→ **Task to complete**
From the top of the records below down to the line containing "use rust_decimal::Decimal;", reproduce every line exactly.

(Saved data entries)
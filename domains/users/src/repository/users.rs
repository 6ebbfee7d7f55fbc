//! User repository
//!
//! Uses runtime `sqlx::query_as` with a row type converted into the
//! `smartspend_auth::User` record.

use chrono::{DateTime, Utc};
use rust_decimal::Decimal;
use smartspend_auth::{Currency, ProviderKind, User, UserStore};
use smartspend_common::RepositoryError;
use sqlx::PgPool;
use uuid::Uuid;

const USER_COLUMNS: &str = r#"
    id, first_name, last_name, username, google_email, apple_email,
    google_subject, apple_subject, refresh_token, refresh_token_expires_at,
    avatar_url, created_at, balance, monthly_saving_goal, preferred_currency
"#;

#[derive(sqlx::FromRow)]
struct UserRow {
    id: Uuid,
    first_name: String,
    last_name: String,
    username: String,
    google_email: Option<String>,
    apple_email: Option<String>,
    google_subject: Option<String>,
    apple_subject: Option<String>,
    refresh_token: String,
    refresh_token_expires_at: DateTime<Utc>,
    avatar_url: Option<String>,
    created_at: DateTime<Utc>,
    balance: Decimal,
    monthly_saving_goal: Decimal,
    preferred_currency: String,
}

impl TryFrom<UserRow> for User {
    type Error = RepositoryError;

    fn try_from(row: UserRow) -> Result<Self, Self::Error> {
        let preferred_currency: Currency = row
            .preferred_currency
            .parse()
            .map_err(RepositoryError::InvalidData)?;

        Ok(User {
            id: row.id,
            first_name: row.first_name,
            last_name: row.last_name,
            username: row.username,
            google_email: row.google_email,
            apple_email: row.apple_email,
            google_subject: row.google_subject,
            apple_subject: row.apple_subject,
            refresh_token: row.refresh_token,
            refresh_token_expires_at: row.refresh_token_expires_at,
            avatar_url: row.avatar_url,
            created_at: row.created_at,
            balance: row.balance,
            monthly_saving_goal: row.monthly_saving_goal,
            preferred_currency,
        })
    }
}

fn email_column(provider: ProviderKind) -> &'static str {
    match provider {
        ProviderKind::Google => "google_email",
        ProviderKind::Apple => "apple_email",
    }
}

fn subject_column(provider: ProviderKind) -> &'static str {
    match provider {
        ProviderKind::Google => "google_subject",
        ProviderKind::Apple => "apple_subject",
    }
}

#[derive(Clone)]
pub struct UserRepository {
    pool: PgPool,
}

impl UserRepository {
    pub fn new(pool: PgPool) -> Self {
        Self { pool }
    }
}

#[async_trait::async_trait]
impl UserStore for UserRepository {
    async fn find_user_by_id(&self, id: Uuid) -> Result<Option<User>, RepositoryError> {
        let query = format!("SELECT {} FROM users WHERE id = $1", USER_COLUMNS);
        let row: Option<UserRow> = sqlx::query_as(&query)
            .bind(id)
            .fetch_optional(&self.pool)
            .await
            .map_err(|e| {
                tracing::error!(error = %e, user_id = %id, "Failed to load user");
                RepositoryError::from(e)
            })?;

        row.map(User::try_from).transpose()
    }

    async fn find_user_by_provider_email(
        &self,
        provider: ProviderKind,
        email: &str,
    ) -> Result<Option<User>, RepositoryError> {
        if email.is_empty() {
            return Ok(None);
        }

        let query = format!(
            "SELECT {} FROM users WHERE {} = $1",
            USER_COLUMNS,
            email_column(provider)
        );
        let row: Option<UserRow> = sqlx::query_as(&query)
            .bind(email)
            .fetch_optional(&self.pool)
            .await
            .map_err(|e| {
                tracing::error!(error = %e, provider = %provider, "Failed to look up user by email");
                RepositoryError::from(e)
            })?;

        row.map(User::try_from).transpose()
    }

    async fn find_user_by_provider_subject(
        &self,
        provider: ProviderKind,
        subject: &str,
    ) -> Result<Option<User>, RepositoryError> {
        if subject.is_empty() {
            return Ok(None);
        }

        let query = format!(
            "SELECT {} FROM users WHERE {} = $1",
            USER_COLUMNS,
            subject_column(provider)
        );
        let row: Option<UserRow> = sqlx::query_as(&query)
            .bind(subject)
            .fetch_optional(&self.pool)
            .await
            .map_err(|e| {
                tracing::error!(error = %e, provider = %provider, "Failed to look up user by subject");
                RepositoryError::from(e)
            })?;

        row.map(User::try_from).transpose()
    }

    async fn save_user(&self, user: &User) -> Result<(), RepositoryError> {
        sqlx::query(
            r#"
            INSERT INTO users (
                id, first_name, last_name, username, google_email, apple_email,
                google_subject, apple_subject, refresh_token, refresh_token_expires_at,
                avatar_url, created_at, balance, monthly_saving_goal, preferred_currency
            )
            VALUES ($1, $2, $3, $4, $5, $6, $7, $8, $9, $10, $11, $12, $13, $14, $15)
            "#,
        )
        .bind(user.id)
        .bind(&user.first_name)
        .bind(&user.last_name)
        .bind(&user.username)
        .bind(&user.google_email)
        .bind(&user.apple_email)
        .bind(&user.google_subject)
        .bind(&user.apple_subject)
        .bind(&user.refresh_token)
        .bind(user.refresh_token_expires_at)
        .bind(&user.avatar_url)
        .bind(user.created_at)
        .bind(user.balance)
        .bind(user.monthly_saving_goal)
        .bind(user.preferred_currency.as_str())
        .execute(&self.pool)
        .await
        .map_err(|e| {
            tracing::error!(error = %e, user_id = %user.id, "Failed to insert user");
            RepositoryError::from(e)
        })?;

        Ok(())
    }

    async fn update_user(&self, user: &User) -> Result<(), RepositoryError> {
        let result = sqlx::query(
            r#"
            UPDATE users SET
                first_name = $2,
                last_name = $3,
                username = $4,
                avatar_url = $5,
                balance = $6,
                monthly_saving_goal = $7,
                preferred_currency = $8
            WHERE id = $1
            "#,
        )
        .bind(user.id)
        .bind(&user.first_name)
        .bind(&user.last_name)
        .bind(&user.username)
        .bind(&user.avatar_url)
        .bind(user.balance)
        .bind(user.monthly_saving_goal)
        .bind(user.preferred_currency.as_str())
        .execute(&self.pool)
        .await
        .map_err(|e| {
            tracing::error!(error = %e, user_id = %user.id, "Failed to update user");
            RepositoryError::from(e)
        })?;

        if result.rows_affected() == 0 {
            return Err(RepositoryError::NotFound);
        }
        Ok(())
    }

    async fn update_refresh_token(
        &self,
        id: Uuid,
        token: &str,
        expires_at: DateTime<Utc>,
    ) -> Result<(), RepositoryError> {
        let result = sqlx::query(
            "UPDATE users SET refresh_token = $2, refresh_token_expires_at = $3 WHERE id = $1",
        )
        .bind(id)
        .bind(token)
        .bind(expires_at)
        .execute(&self.pool)
        .await
        .map_err(|e| {
            tracing::error!(error = %e, user_id = %id, "Failed to store refresh token");
            RepositoryError::from(e)
        })?;

        if result.rows_affected() == 0 {
            return Err(RepositoryError::NotFound);
        }
        Ok(())
    }

    async fn compare_and_swap_refresh_token(
        &self,
        id: Uuid,
        expected: &str,
        new_token: &str,
        new_expiry: DateTime<Utc>,
    ) -> Result<bool, RepositoryError> {
        let result = sqlx::query(
            r#"
            UPDATE users SET
                refresh_token = $3,
                refresh_token_expires_at = $4
            WHERE id = $1 AND refresh_token = $2 AND refresh_token <> ''
            "#,
        )
        .bind(id)
        .bind(expected)
        .bind(new_token)
        .bind(new_expiry)
        .execute(&self.pool)
        .await
        .map_err(|e| {
            tracing::error!(error = %e, user_id = %id, "Failed to rotate refresh token");
            RepositoryError::from(e)
        })?;

        Ok(result.rows_affected() == 1)
    }
}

→ **Solved exercise**
filename domains/users/src/repository/users.rs
repository 6ebbfee7d7f55fbc
//! User repository
//!
//! Uses runtime `sqlx::query_as` with a row type converted into the
//! `smartspend_auth::User` record.

use chrono::{DateTime, Utc};
use rust_decimal::Decimal;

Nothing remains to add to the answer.